Comemoração dos Mártires e Testemunhas da Fé do Século XXI
Homilia do Papa Leão XIV
Basílica de São Paulo fora dos muros
Domingo, 14 de setembro de 2025
Irmãos e irmãs,
«Quanto a
mim, que eu me glorie somente da cruz do Senhor nosso, Jesus Cristo» (Gl 6,14).
As palavras do Apóstolo Paulo, estando reunidos em torno ao seu túmulo, nos introduzem
à Comemoração dos Mártires e Testemunhas da Fé do século XXI, na Festa da Exaltação da Santa Cruz.
Aos pés da
cruz de Cristo, nossa salvação, descrita como a “esperança dos cristãos” e a
“glória dos mártires” (cf. Vésperas da Liturgia Bizantina para a
Festa da Exaltação da Cruz), saúdo os representantes das Igrejas Ortodoxas,
das Antigas Igrejas Orientais, das comunidades cristãs e das organizações ecumênicas,
a quem agradeço por terem aceitado o meu convite para esta celebração. A vós
todos aqui presentes, dirijo o meu abraço de paz!
Estamos
convencidos de que o martyria (testemunho) até à
morte é «a comunhão mais verdadeira que possa existir com Cristo que derrama o
seu Sangue e, neste sacrifício, aproxima aqueles que outrora estavam longe (cf. Ef 2,13)»
(Encíclica Ut unum sint, n. 84). Também hoje podemos afirmar
com João Paulo II que, onde o ódio parecia permear todos os aspectos
da vida, estes audaciosos servos do Evangelho e mártires da fé demonstraram de
forma evidente que «o amor é mais forte que a morte» (Comemoração das Testemunhas da Fé do Século XX, 07 de maio de 2000).
Recordemos
estes nossos irmãos e irmãs com o olhar voltado para o Crucificado.

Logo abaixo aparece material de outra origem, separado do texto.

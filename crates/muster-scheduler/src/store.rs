//! File-based task store — one directory tree per owning agent.
//!
//! ```text
//! <data_dir>/<agent_id>/tasks/<task_id>/task.json      task definition
//! <data_dir>/<agent_id>/tasks/<task_id>/runs.json      bounded run history
//! <data_dir>/<agent_id>/tasks/<task_id>/trigger.json   manual-trigger marker
//! ```
//!
//! Human-readable JSON, git-friendly. Every write goes through a temp file
//! and an atomic rename, so concurrent readers (API/CLI processes) never
//! see a partial record.

use std::path::{Path, PathBuf};

use muster_core::error::{MusterError, Result};

use crate::tasks::{RunRecord, ScheduledTask, TriggerKind};

const TASK_FILE: &str = "task.json";
const RUNS_FILE: &str = "runs.json";
const TRIGGER_FILE: &str = "trigger.json";

/// A trigger marker left by the CLI for the daemon to pick up.
#[derive(Debug, Clone, serde::Serialize, serde::Deserialize)]
pub struct TriggerMarker {
    pub task_id: String,
    pub trigger: TriggerKind,
    pub requested_at: chrono::DateTime<chrono::Utc>,
}

/// Durable CRUD over per-agent task directories plus run-history retention.
pub struct TaskStore {
    data_dir: PathBuf,
    run_history_limit: usize,
}

impl TaskStore {
    pub fn new(data_dir: &Path, run_history_limit: usize) -> Self {
        Self {
            data_dir: data_dir.to_path_buf(),
            run_history_limit,
        }
    }

    pub fn data_dir(&self) -> &Path {
        &self.data_dir
    }

    fn task_dir(&self, agent_id: &str, task_id: &str) -> PathBuf {
        self.data_dir.join(agent_id).join("tasks").join(task_id)
    }

    /// Create a new task. Rejects a duplicate task_id for the same agent.
    pub fn create(&self, task: &ScheduledTask) -> Result<()> {
        let dir = self.task_dir(&task.agent_id, &task.task_id);
        if dir.join(TASK_FILE).exists() {
            return Err(MusterError::Validation(format!(
                "task '{}' already exists for agent '{}'",
                task.task_id, task.agent_id
            )));
        }
        std::fs::create_dir_all(&dir)?;
        write_json(&dir.join(TASK_FILE), task)?;
        tracing::info!("📅 task created: {}/{}", task.agent_id, task.task_id);
        Ok(())
    }

    /// Load one task.
    pub fn load(&self, agent_id: &str, task_id: &str) -> Result<ScheduledTask> {
        let path = self.task_dir(agent_id, task_id).join(TASK_FILE);
        if !path.exists() {
            return Err(MusterError::NotFound(format!(
                "task '{task_id}' for agent '{agent_id}'"
            )));
        }
        read_json(&path)
    }

    /// Persist the full task record (update-by-copy callers pass the merged value).
    pub fn save(&self, task: &ScheduledTask) -> Result<()> {
        let dir = self.task_dir(&task.agent_id, &task.task_id);
        if !dir.exists() {
            return Err(MusterError::NotFound(format!(
                "task '{}' for agent '{}'",
                task.task_id, task.agent_id
            )));
        }
        write_json(&dir.join(TASK_FILE), task)
    }

    /// Remove the task directory and everything in it, history included.
    pub fn delete(&self, agent_id: &str, task_id: &str) -> Result<()> {
        let dir = self.task_dir(agent_id, task_id);
        if !dir.exists() {
            return Err(MusterError::NotFound(format!(
                "task '{task_id}' for agent '{agent_id}'"
            )));
        }
        std::fs::remove_dir_all(&dir)?;
        tracing::info!("🗑️ task deleted: {agent_id}/{task_id}");
        Ok(())
    }

    /// List all tasks for one agent. An agent with no directory has no tasks.
    pub fn list(&self, agent_id: &str) -> Result<Vec<ScheduledTask>> {
        let tasks_dir = self.data_dir.join(agent_id).join("tasks");
        let mut tasks = Vec::new();
        let entries = match std::fs::read_dir(&tasks_dir) {
            Ok(entries) => entries,
            Err(_) => return Ok(tasks),
        };
        for entry in entries.flatten() {
            let path = entry.path().join(TASK_FILE);
            if path.exists() {
                match read_json::<ScheduledTask>(&path) {
                    Ok(task) => tasks.push(task),
                    Err(e) => tracing::warn!("skipping unreadable task at {:?}: {e}", entry.path()),
                }
            }
        }
        tasks.sort_by(|a, b| a.task_id.cmp(&b.task_id));
        Ok(tasks)
    }

    /// Agent ids that currently have a directory under the store.
    pub fn list_agents(&self) -> Result<Vec<String>> {
        let mut agents = Vec::new();
        let entries = match std::fs::read_dir(&self.data_dir) {
            Ok(entries) => entries,
            Err(_) => return Ok(agents),
        };
        for entry in entries.flatten() {
            if entry.path().is_dir() {
                if let Some(name) = entry.file_name().to_str() {
                    agents.push(name.to_string());
                }
            }
        }
        agents.sort();
        Ok(agents)
    }

    /// Find which agent owns a task id, if any. Used for ownership checks.
    pub fn find_owner(&self, task_id: &str) -> Result<Option<String>> {
        for agent_id in self.list_agents()? {
            if self.task_dir(&agent_id, task_id).join(TASK_FILE).exists() {
                return Ok(Some(agent_id));
            }
        }
        Ok(None)
    }

    /// Append a run record, trimming to the retention bound (oldest first).
    pub fn append_run(&self, agent_id: &str, record: &RunRecord) -> Result<()> {
        let path = self.task_dir(agent_id, &record.task_id).join(RUNS_FILE);
        let mut runs: Vec<RunRecord> = if path.exists() {
            read_json(&path)?
        } else {
            Vec::new()
        };
        runs.push(record.clone());
        if runs.len() > self.run_history_limit {
            let excess = runs.len() - self.run_history_limit;
            runs.drain(..excess);
        }
        write_json(&path, &runs)
    }

    /// Most recent runs, newest first, capped at `limit`.
    pub fn run_history(
        &self,
        agent_id: &str,
        task_id: &str,
        limit: usize,
    ) -> Result<Vec<RunRecord>> {
        let path = self.task_dir(agent_id, task_id).join(RUNS_FILE);
        if !path.exists() {
            return Ok(Vec::new());
        }
        let mut runs: Vec<RunRecord> = read_json(&path)?;
        runs.reverse();
        runs.truncate(limit);
        Ok(runs)
    }

    /// Leave a trigger marker for the daemon's intake scan.
    pub fn request_trigger(&self, agent_id: &str, task_id: &str, trigger: TriggerKind) -> Result<()> {
        let dir = self.task_dir(agent_id, task_id);
        if !dir.exists() {
            return Err(MusterError::NotFound(format!(
                "task '{task_id}' for agent '{agent_id}'"
            )));
        }
        let marker = TriggerMarker {
            task_id: task_id.to_string(),
            trigger,
            requested_at: chrono::Utc::now(),
        };
        write_json(&dir.join(TRIGGER_FILE), &marker)
    }

    /// Consume all pending trigger markers for an agent.
    pub fn take_triggers(&self, agent_id: &str) -> Result<Vec<TriggerMarker>> {
        let mut markers = Vec::new();
        for task in self.list(agent_id)? {
            let path = self.task_dir(agent_id, &task.task_id).join(TRIGGER_FILE);
            if path.exists() {
                match read_json::<TriggerMarker>(&path) {
                    Ok(marker) => markers.push(marker),
                    Err(e) => tracing::warn!("dropping unreadable trigger marker: {e}"),
                }
                std::fs::remove_file(&path)?;
            }
        }
        Ok(markers)
    }
}

/// Atomic JSON write: temp file in the same directory, then rename.
fn write_json<T: serde::Serialize>(path: &Path, value: &T) -> Result<()> {
    let json = serde_json::to_string_pretty(value)
        .map_err(|e| MusterError::Store(format!("serialize {}: {e}", path.display())))?;
    let tmp = path.with_extension("json.tmp");
    std::fs::write(&tmp, &json)?;
    std::fs::rename(&tmp, path)?;
    Ok(())
}

fn read_json<T: serde::de::DeserializeOwned>(path: &Path) -> Result<T> {
    let content = std::fs::read_to_string(path)?;
    serde_json::from_str(&content)
        .map_err(|e| MusterError::Store(format!("parse {}: {e}", path.display())))
}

Com a sua
cruz, Jesus revelou-nos o verdadeiro rosto de Deus, a sua infinita compaixão
pela humanidade; tomou sobre si o ódio e a violência do mundo, para
compartilhar o destino de todos aqueles que são humilhados e oprimidos: «Ele
tomou sobre si as nossas enfermidades, carregou as nossas dores» (Is 53,4).
Muitos irmãos
e irmãs, ainda hoje, por causa do seu testemunho de fé em situações difíceis e
contextos hostis, carregam a mesma cruz do Senhor: como Ele, são perseguidos,
condenados, mortos. Sobre eles, Jesus diz: «Bem-aventurados os que são
perseguidos por causa da justiça, porque deles é o Reino dos Céus. Bem-aventurados
sois vós, quando vos injuriarem e perseguirem, e, mentindo, disserem todo tipo
de mal contra vós, por causa de mim» (Mt 5,10-11). São homens e mulheres,
religiosos e religiosas, sacerdotes e leigos, que pagam com a vida a fidelidade
ao Evangelho, o compromisso com a justiça, a luta pela liberdade religiosa onde
ela ainda é violada, a solidariedade com os mais pobres. Segundo os critérios
do mundo, eles foram “derrotados”. Na realidade, como nos diz o Livro da
Sabedoria: «Aos olhos dos homens parecem ter sido castigados, mas sua
esperança é cheia de imortalidade» (Sb 3,4).
Irmãos e
irmãs, durante o Ano Jubilar, celebramos a esperança dessas corajosas testemunhas
da fé. É uma esperança cheia de imortalidade, porque o seu martírio continua a
difundir o Evangelho em um mundo marcado pelo ódio, pela violência e pela
guerra; é uma esperança cheia de imortalidade, porque, apesar de terem sido
mortos no corpo, ninguém poderá silenciar a sua voz ou apagar o amor que deram;
é uma esperança cheia de imortalidade, porque o seu testemunho permanece como
profecia da vitória do bem sobre o mal.
Sim, a sua é
uma “esperança desarmada”. Eles testemunharam a fé sem nunca usar as armas da
força e da violência, mas abraçando a força frágil e mansa do Evangelho,
segundo as palavras do Apóstolo Paulo: «De bom grado eu me gloriarei das minhas
fraquezas, para que a força de Cristo habite em mim... Pois, quando eu me sinto
fraco, é então que sou forte» (2Cor 12,9-10).
Penso na
força evangélica da Irmã Dorothy Stang, empenhada na causa dos sem-terra na
Amazônia: quando aqueles que se preparavam para matá-la lhe perguntaram se
estava armada, ela mostrou-lhes a Bíblia, respondendo: «Esta é a minha única
arma». Penso no Padre Ragheed Ganni, sacerdote caldeu de Mossul, no Iraque, que
renunciou à luta para testemunhar como se comporta um verdadeiro cristão. Penso
no Irmão Francis Tofi, anglicano e membro da Melanesian
Brotherhood, que deu a vida pela paz nas Ilhas Salomão. Os exemplos
seriam muitos, porque, infelizmente, apesar do fim das grandes ditaduras do
século XX, ainda hoje não acabou a perseguição aos cristãos; pelo contrário, em
algumas partes do mundo, aumentou.
Estes
audaciosos servos do Evangelho e mártires da fé «constituem como que um grande
afresco da humanidade cristã... Um afresco do Evangelho das Bem-Aventuranças,
vivido até ao derramamento do sangue» (João Paulo II, Comemoração das Testemunhas da Fé do Século XX, 07 de maio de 2000).
Queridos
irmãos e irmãs, não podemos, não queremos esquecer. Queremos recordar.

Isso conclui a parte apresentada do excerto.